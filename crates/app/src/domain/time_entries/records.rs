//! Time Entry Records

use fieldwork::timeclock::{TimeEntry, TimeEntryUuid};
use jiff_sqlx::Timestamp as SqlxTimestamp;
use sqlx::{FromRow, Row, postgres::PgRow};
use uuid::Uuid;

/// A `time_entries` row.
#[derive(Debug, Clone)]
pub(crate) struct TimeEntryRecord(pub(crate) TimeEntry);

impl<'r> FromRow<'r, PgRow> for TimeEntryRecord {
    fn from_row(row: &'r PgRow) -> sqlx::Result<Self> {
        let optional = |column: &str| -> sqlx::Result<_> {
            Ok(row
                .try_get::<Option<SqlxTimestamp>, _>(column)?
                .map(SqlxTimestamp::to_jiff))
        };

        Ok(Self(TimeEntry {
            uuid: TimeEntryUuid::from_uuid(row.try_get("uuid")?),
            tech_uuid: row.try_get::<Uuid, _>("tech_uuid")?.into(),
            clock_in: row.try_get::<SqlxTimestamp, _>("clock_in")?.to_jiff(),
            clock_out: optional("clock_out")?,
            break_start: optional("break_start")?,
            break_end: optional("break_end")?,
            job_uuid: row.try_get::<Option<Uuid>, _>("job_uuid")?.map(Into::into),
            edited_at: optional("edited_at")?,
            edit_note: row.try_get("edit_note")?,
            created_at: row.try_get::<SqlxTimestamp, _>("created_at")?.to_jiff(),
        }))
    }
}
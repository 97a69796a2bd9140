//! Payments

use std::{
    fmt::{Display, Formatter, Result as FmtResult},
    str::FromStr,
};

use jiff::Timestamp;
use rust_decimal::Decimal;
use serde::{Deserialize, Serialize};
use thiserror::Error;

/// How a payment was tendered.
#[derive(Debug, Clone, Copy, PartialEq, Eq, Hash, PartialOrd, Ord, Serialize, Deserialize)]
#[serde(rename_all = "lowercase")]
pub enum PaymentMethod {
    /// Cash in hand.
    Cash,

    /// Paper check; needs a check number and, to settle, a photo.
    Check,

    /// Card charged through the payment processor.
    Card,
}

impl PaymentMethod {
    /// All payment methods.
    pub const ALL: [Self; 3] = [Self::Cash, Self::Check, Self::Card];

    /// Stored/serialized representation.
    #[must_use]
    pub const fn as_str(self) -> &'static str {
        match self {
            Self::Cash => "cash",
            Self::Check => "check",
            Self::Card => "card",
        }
    }
}

impl Display for PaymentMethod {
    fn fmt(&self, f: &mut Formatter<'_>) -> FmtResult {
        f.write_str(self.as_str())
    }
}

/// Errors parsing payment inputs.
#[derive(Debug, Error, PartialEq, Eq)]
pub enum PaymentParseError {
    /// Not one of cash, check or card.
    #[error("unknown payment method {0:?}")]
    UnknownMethod(String),

    /// Check numbers are non-empty and all digits.
    #[error("check number must be a non-empty string of digits")]
    InvalidCheckNumber,
}

impl FromStr for PaymentMethod {
    type Err = PaymentParseError;

    fn from_str(value: &str) -> Result<Self, Self::Err> {
        Self::ALL
            .into_iter()
            .find(|method| method.as_str() == value)
            .ok_or_else(|| PaymentParseError::UnknownMethod(value.to_string()))
    }
}

/// A check number as printed on the check.
#[derive(Debug, Clone, PartialEq, Eq, Hash, Serialize, Deserialize)]
#[serde(try_from = "String", into = "String")]
pub struct CheckNumber(String);

impl CheckNumber {
    /// Borrow the digits.
    #[must_use]
    pub fn as_str(&self) -> &str {
        &self.0
    }
}

impl FromStr for CheckNumber {
    type Err = PaymentParseError;

    fn from_str(value: &str) -> Result<Self, Self::Err> {
        let value = value.trim();

        if value.is_empty() || !value.bytes().all(|b| b.is_ascii_digit()) {
            return Err(PaymentParseError::InvalidCheckNumber);
        }

        Ok(Self(value.to_string()))
    }
}

impl TryFrom<String> for CheckNumber {
    type Error = PaymentParseError;

    fn try_from(value: String) -> Result<Self, Self::Error> {
        value.parse()
    }
}

impl From<CheckNumber> for String {
    fn from(value: CheckNumber) -> Self {
        value.0
    }
}

impl Display for CheckNumber {
    fn fmt(&self, f: &mut Formatter<'_>) -> FmtResult {
        f.write_str(&self.0)
    }
}

/// One entry in a job's append-only payment history.
#[derive(Debug, Clone, PartialEq, Eq, Serialize, Deserialize)]
pub struct PartialPayment {
    /// Tender type.
    pub method: PaymentMethod,

    /// Amount applied to the job.
    pub amount: Decimal,

    /// Check number, for check payments.
    #[serde(default, skip_serializing_if = "Option::is_none")]
    pub check_number: Option<CheckNumber>,

    /// Processor charge id, for card payments.
    #[serde(default, skip_serializing_if = "Option::is_none")]
    pub reference: Option<String>,

    /// Client key the card charge was submitted under.
    #[serde(default, skip_serializing_if = "Option::is_none")]
    pub idempotency_key: Option<String>,

    /// When the payment was recorded.
    pub recorded_at: Timestamp,
}

/// A payment about to be applied to a job.
#[derive(Debug, Clone, PartialEq, Eq)]
pub struct NewPayment {
    /// Tender type.
    pub method: PaymentMethod,

    /// Amount to apply.
    pub amount: Decimal,

    /// Required for [`PaymentMethod::Check`].
    pub check_number: Option<CheckNumber>,

    /// Processor charge id; re-applying a payment with a known reference is a no-op.
    pub reference: Option<String>,

    /// Client key for the charge; a known key is also a no-op.
    pub idempotency_key: Option<String>,
}

impl NewPayment {
    /// A cash payment.
    #[must_use]
    pub fn cash(amount: Decimal) -> Self {
        Self {
            method: PaymentMethod::Cash,
            amount,
            check_number: None,
            reference: None,
            idempotency_key: None,
        }
    }

    /// A check payment.
    #[must_use]
    pub fn check(amount: Decimal, check_number: Option<CheckNumber>) -> Self {
        Self {
            method: PaymentMethod::Check,
            amount,
            check_number,
            reference: None,
            idempotency_key: None,
        }
    }

    /// A card payment confirmed by the processor under `reference`.
    #[must_use]
    pub fn card(amount: Decimal, reference: impl Into<String>) -> Self {
        Self {
            method: PaymentMethod::Card,
            amount,
            check_number: None,
            reference: Some(reference.into()),
            idempotency_key: None,
        }
    }

    /// Tag the payment with the client key it was submitted under.
    #[must_use]
    pub fn with_idempotency_key(mut self, key: impl Into<String>) -> Self {
        self.idempotency_key = Some(key.into());
        self
    }
}

#[cfg(test)]
mod tests {
    use testresult::TestResult;

    use super::*;

    #[test]
    fn check_number_requires_digits() -> TestResult {
        assert_eq!("001234".parse::<CheckNumber>()?.as_str(), "001234");
        assert_eq!(" 42 ".parse::<CheckNumber>()?.as_str(), "42");

        assert_eq!(
            "".parse::<CheckNumber>(),
            Err(PaymentParseError::InvalidCheckNumber)
        );
        assert_eq!(
            "12a4".parse::<CheckNumber>(),
            Err(PaymentParseError::InvalidCheckNumber)
        );

        Ok(())
    }

    #[test]
    fn partial_payment_serializes_amount_as_string() -> TestResult {
        let payment = PartialPayment {
            method: PaymentMethod::Check,
            amount: Decimal::new(6000, 2),
            check_number: Some("1001".parse()?),
            reference: None,
            idempotency_key: None,
            recorded_at: Timestamp::UNIX_EPOCH,
        };

        let value = serde_json::to_value(&payment)?;

        assert_eq!(value["method"], "check");
        assert_eq!(value["amount"], "60.00");
        assert_eq!(value["check_number"], "1001");
        assert!(value.get("reference").is_none(), "absent refs are omitted");

        let decoded: PartialPayment = serde_json::from_value(value)?;

        assert_eq!(decoded, payment);

        Ok(())
    }

    #[test]
    fn unknown_method_is_rejected() {
        assert_eq!(
            "bitcoin".parse::<PaymentMethod>(),
            Err(PaymentParseError::UnknownMethod("bitcoin".to_string()))
        );
    }
}
//! Receipt

use std::io;

use rust_decimal::Decimal;
use rusty_money::iso::Currency;
use tabled::{
    builder::Builder,
    grid::config::HorizontalLine,
    settings::{Alignment, Style, Theme, object::Columns},
};
use thiserror::Error;

use crate::{
    jobs::{Job, JobUuid, LineItem, PartialPayment},
    money::format_amount,
};

/// Errors rendering a receipt.
#[derive(Debug, Error)]
pub enum ReceiptError {
    /// Receipts are only issued for priced jobs.
    #[error("job {0} has no authorized price")]
    Unpriced(JobUuid),

    /// Writing the receipt failed.
    #[error("IO error")]
    IO(#[source] io::Error),
}

/// Customer-facing receipt for a job.
#[derive(Debug, Clone)]
pub struct Receipt<'a> {
    job: &'a Job,
    price: Decimal,
    currency: &'static Currency,
}

impl<'a> Receipt<'a> {
    /// Receipt for a priced job.
    ///
    /// # Errors
    ///
    /// Returns [`ReceiptError::Unpriced`] when the job has not been authorized.
    pub fn for_job(job: &'a Job, currency: &'static Currency) -> Result<Self, ReceiptError> {
        let price = job.price.ok_or(ReceiptError::Unpriced(job.uuid))?;

        Ok(Self {
            job,
            price,
            currency,
        })
    }

    /// Sum of line items before tax.
    #[must_use]
    pub fn subtotal(&self) -> Decimal {
        self.job.line_items.iter().map(|item| item.unit_price).sum()
    }

    /// Tax charged, zero when untaxed.
    #[must_use]
    pub fn tax(&self) -> Decimal {
        self.job.tax_amount.unwrap_or_default()
    }

    /// Authorized total.
    #[must_use]
    pub fn total(&self) -> Decimal {
        self.price
    }

    /// Amount paid so far.
    #[must_use]
    pub fn paid(&self) -> Decimal {
        self.job.total_paid()
    }

    /// Amount still owed.
    #[must_use]
    pub fn balance_due(&self) -> Decimal {
        self.job.remaining_balance()
    }

    /// Subject line for notifications.
    #[must_use]
    pub fn subject(&self) -> String {
        if self.balance_due().is_zero() {
            format!("Receipt for {}", self.job.description)
        } else {
            format!("Payment received for {}", self.job.description)
        }
    }

    /// Write the receipt as a table followed by the totals.
    ///
    /// # Errors
    ///
    /// Returns [`ReceiptError::IO`] if writing fails.
    pub fn write_to(&self, mut out: impl io::Write) -> Result<(), ReceiptError> {
        let mut builder = Builder::default();

        builder.push_record(["Item", "Amount"]);

        for item in &self.job.line_items {
            builder.push_record(self.item_row(item));
        }

        let payments_from = self.job.line_items.len() + 1;

        for payment in &self.job.partial_payments {
            builder.push_record(self.payment_row(payment));
        }

        let mut table = builder.build();
        let mut theme = Theme::from(Style::modern_rounded());
        let separator = HorizontalLine::new(Some('─'), Some('┼'), Some('├'), Some('┤'));

        theme.remove_horizontal_lines();
        theme.insert_horizontal_line(1, separator);

        if !self.job.partial_payments.is_empty() {
            theme.insert_horizontal_line(payments_from, separator);
        }

        table.with(theme);
        table.modify(Columns::last(), Alignment::right());

        writeln!(out, "{}", self.job.customer.name).map_err(ReceiptError::IO)?;
        writeln!(out, "{}", self.job.description).map_err(ReceiptError::IO)?;
        writeln!(out, "{table}").map_err(ReceiptError::IO)?;

        self.write_summary(&mut out)
    }

    /// Render to a string, for message bodies.
    ///
    /// # Errors
    ///
    /// Returns [`ReceiptError::IO`] if rendering fails.
    pub fn to_text(&self) -> Result<String, ReceiptError> {
        let mut out = Vec::new();

        self.write_to(&mut out)?;

        String::from_utf8(out).map_err(|err| {
            ReceiptError::IO(io::Error::new(io::ErrorKind::InvalidData, err))
        })
    }

    fn item_row(&self, item: &LineItem) -> [String; 2] {
        [
            item.description.clone(),
            format_amount(item.unit_price, self.currency),
        ]
    }

    fn payment_row(&self, payment: &PartialPayment) -> [String; 2] {
        let label = match &payment.check_number {
            Some(number) => format!("Paid by {} #{number}", payment.method),
            None => format!("Paid by {}", payment.method),
        };

        [label, format!("-{}", format_amount(payment.amount, self.currency))]
    }

    fn write_summary(&self, out: &mut impl io::Write) -> Result<(), ReceiptError> {
        let mut lines = vec![("Subtotal", self.subtotal())];

        if self.job.taxable {
            lines.push(("Tax", self.tax()));
        }

        lines.push(("Total", self.total()));
        lines.push(("Paid", self.paid()));
        lines.push(("Balance due", self.balance_due()));

        let label_width = lines.iter().map(|(label, _)| label.len()).max().unwrap_or(0);

        for (label, amount) in lines {
            writeln!(
                out,
                "{label:>label_width$}: {}",
                format_amount(amount, self.currency)
            )
            .map_err(ReceiptError::IO)?;
        }

        Ok(())
    }
}
//! State

use std::sync::Arc;

use fieldwork_app::context::AppContext;

/// Shared handler state.
#[derive(Clone)]
pub(crate) struct State {
    pub(crate) app: AppContext,
}

impl State {
    #[must_use]
    pub(crate) fn new(app: AppContext) -> Self {
        Self { app }
    }

    #[must_use]
    pub(crate) fn from_app_context(app: AppContext) -> Arc<Self> {
        Arc::new(Self::new(app))
    }
}
//! Time Clock
//!
//! Punch intervals per technician and the worked-time arithmetic over them.

use thiserror::Error;

use crate::technicians::TechUuid;

pub mod entry;
pub mod report;

pub use entry::{Punch, PunchEdit, TimeEntry, TimeEntryUuid, find_open_entry, punch_open_entry};
pub use report::{TechWorkedTime, WorkedTimeReport};

/// Errors raised by punch operations.
#[derive(Debug, Error, PartialEq, Eq)]
pub enum TimeClockError {
    /// Clock-out and break punches need an open shift.
    #[error("technician {0} has no open shift")]
    NoOpenShift(TechUuid),

    /// Raised only when one open shift per technician is enforced.
    #[error("technician {0} is already clocked in")]
    AlreadyClockedIn(TechUuid),
}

----------------------------------------

=== Exercise brief ===
If a line in the records holds the string "SqlxTimestamp", count it, and give only the total.

=== Solution for this exercise ===
5